**REQUIREMENT:**
All of the entries below are to be copied without any alteration.

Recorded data
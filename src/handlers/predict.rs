//! Prediction handler

use axum::{body::Bytes, extract::State, Json};

use crate::{AppState, AppResult};
use crate::models::PredictionResponse;

/// Score one metrics record.
///
/// The body is read as raw bytes so malformed JSON and non-object payloads
/// get the same 400 regardless of the request's content type.
pub async fn predict(
    State(state): State<AppState>,
    body: Bytes,
) -> AppResult<Json<PredictionResponse>> {
    let service = state.service.clone();

    // Model evaluation and the log append are blocking work
    let response = tokio::task::spawn_blocking(move || service.predict_bytes(&body)).await??;

    tracing::debug!("Predicted level {}", response.predicted_productivity);
    Ok(Json(response))
}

**FINISHED EXERCISE:**
filename src/handlers/predict.rs
//! Prediction handler

use axum::{body::Bytes, extract::State, Json};

use crate::{AppState, AppResult};
use crate::models::PredictionResponse;

/// Score one metrics record.
///
/// The body is read as raw bytes so malformed JSON and non-object payloads
/// get the same 400 regardless of the request's content type.
pub async fn predict(
    State(state): State<AppState>,
    body: Bytes,
) -> AppResult<Json<PredictionResponse>> {
    let service = state.service.clone();

    // Model evaluation and the log append are blocking work
    let response = tokio::task::spawn_blocking(move || service.predict_bytes(&body)).await??;

    tracing::debug!("Predicted level {}", response.predicted_productivity);
    Ok(Json(response))
}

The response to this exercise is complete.